3D printed calcium phosphate scaffolds with controlled release of osteogenic drugs for bone regeneration

Abstract

The purpose of this research was to repair critical size defects of a skull. First, the CT data on the Beagle's skull were used to reconstruct an implant model. Then two Ф15 mm critical bone defects on the left and right sides of the skull were drilled. Hydroxyapatite, sodium alginate and icariin were adopted to formulate the printing inks according to their proportions. Calcium phosphate scaffolds with accuracy porosity were 3D printed by an extrusion printer. Icariin served as a controlled release of osteogenic drugs for bone regeneration.

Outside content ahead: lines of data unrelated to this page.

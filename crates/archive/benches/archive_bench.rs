//! Benchmarks for archive components.
//!
//! Run with: cargo bench --package alopex-archive
//!
//! ## Benchmark Categories
//!
//! - **Write Queue**: Batched enqueue and flush
//! - **Trend Merge**: Aligning per-channel trends
//! - **File Archive**: Slice writes and range reads

use alopex_archive::clock::ManualClock;
use alopex_archive::config::{ArchiveOptions, PathOptions};
use alopex_archive::data::{
    bundle_trends, ChannelValue, CurrentData, Point, TimeRange, Timestamp, Trend,
};
use alopex_archive::file::BasicArchive;
use alopex_archive::logic::ArchiveLogic;
use alopex_archive::queue::PointQueue;
use chrono::{Duration, TimeZone, Utc};
use criterion::{black_box, criterion_group, criterion_main, BenchmarkId, Criterion, Throughput};
use std::sync::Arc;
use tempfile::TempDir;

fn start() -> Timestamp {
    Utc.with_ymd_and_hms(2026, 10, 17, 0, 0, 0).unwrap()
}

fn sample(timestamp: Timestamp, channels: i32) -> CurrentData {
    let mut data = CurrentData::new(timestamp, (1..=channels).collect());
    for cnl in 1..=channels {
        data.set(cnl, ChannelValue::new(f64::from(cnl) * 0.5, 1));
    }
    data
}

fn bench_queue_enqueue_flush(c: &mut Criterion) {
    let mut group = c.benchmark_group("queue_enqueue_flush");
    for size in [100usize, 1_000, 10_000].iter() {
        group.throughput(Throughput::Elements(*size as u64));
        group.bench_with_input(BenchmarkId::from_parameter(size), size, |b, &size| {
            let queue = PointQueue::new("bench", size);
            b.iter(|| {
                queue.enqueue_batch((0..size).map(|i| {
                    Point::new(
                        (i % 100) as i32,
                        start() + Duration::seconds(i as i64),
                        ChannelValue::new(i as f64, 1),
                    )
                }));
                black_box(queue.flush_all(1000, |batch| {
                    black_box(batch.len());
                    Ok(())
                }))
            })
        });
    }
    group.finish();
}

fn bench_bundle_trends(c: &mut Criterion) {
    let trends: Vec<Trend> = (0..10)
        .map(|cnl| {
            let mut trend = Trend::new(cnl);
            // Channels sampled with different strides.
            for i in (0..1440).step_by(cnl as usize + 1) {
                trend.push(
                    start() + Duration::minutes(i as i64),
                    ChannelValue::new(i as f64, 1),
                );
            }
            trend
        })
        .collect();

    c.bench_function("bundle_trends_10x1440", |b| {
        b.iter(|| bundle_trends(black_box(trends.clone())))
    });
}

fn bench_file_process_data(c: &mut Criterion) {
    let mut group = c.benchmark_group("file_process_data");
    for channels in [10, 100, 1000].iter() {
        group.throughput(Throughput::Elements(*channels as u64));
        group.bench_with_input(
            BenchmarkId::from_parameter(channels),
            channels,
            |b, &channels| {
                let temp_dir = TempDir::new().unwrap();
                let paths = PathOptions::new(temp_dir.path(), temp_dir.path());
                let archive = BasicArchive::new(
                    "Bench",
                    ArchiveOptions::default(),
                    (1..=channels).collect(),
                    &paths,
                    Arc::new(ManualClock::new(start())),
                )
                .unwrap();
                archive.make_ready().unwrap();

                let mut data = sample(start(), channels);
                b.iter(|| {
                    data.timestamp += Duration::minutes(1);
                    black_box(archive.process_data(&data).unwrap())
                });
            },
        );
    }
    group.finish();
}

fn bench_file_read_trend(c: &mut Criterion) {
    let temp_dir = TempDir::new().unwrap();
    let paths = PathOptions::new(temp_dir.path(), temp_dir.path());
    let archive = BasicArchive::new(
        "Bench",
        ArchiveOptions::default(),
        (1..=10).collect(),
        &paths,
        Arc::new(ManualClock::new(start())),
    )
    .unwrap();
    archive.make_ready().unwrap();
    let mut data = sample(start(), 10);
    for _ in 0..1439 {
        data.timestamp += Duration::minutes(1);
        archive.process_data(&data).unwrap();
    }

    let range = TimeRange::new(start(), start() + Duration::days(1));
    let mut group = c.benchmark_group("file_read");
    group.throughput(Throughput::Elements(1439));
    group.bench_function("trend_full_day", |b| {
        b.iter(|| black_box(archive.get_trend(&range, 5).unwrap()))
    });
    group.bench_function("trends_full_day_10", |b| {
        let channels: Vec<i32> = (1..=10).collect();
        b.iter(|| black_box(archive.get_trends(&range, &channels).unwrap()))
    });
    group.finish();
}

criterion_group!(
    benches,
    // Write queue
    bench_queue_enqueue_flush,
    // Trend merge
    bench_bundle_trends,
    // File archive
    bench_file_process_data,
    bench_file_read_trend,
);
criterion_main!(benches);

The physical and chemical properties of the 3D printed scaffolds were summarized, and in vitro and in vivo tests were conducted to assess the biocompatibility and the bone repair ability of the scaffolds. According to the mechanical results, the 3D printed calcium phosphate scaffolds show improved mechanical strength, and the Young's modulus was about 4.23 MPa, while the compressive strength was 9.37 MPa. The drug release test results showed that the slowly controlled release of osteogenic drugs behavior by the 3D printed calcium phosphate scaffolds continuously promoted new bone formation. The in vitro biological assessment results suggested that the 3D printed calcium phosphate scaffolds had good biocompatibility, with no obvious cytotoxicity observed. An animal model, aimed at achieving personalized accurate repair of the critical size defects on the skull, indicated that the 3D printed calcium phosphate scaffolds with controlled release of osteogenic drugs had great potential for regeneration of critical bone defects.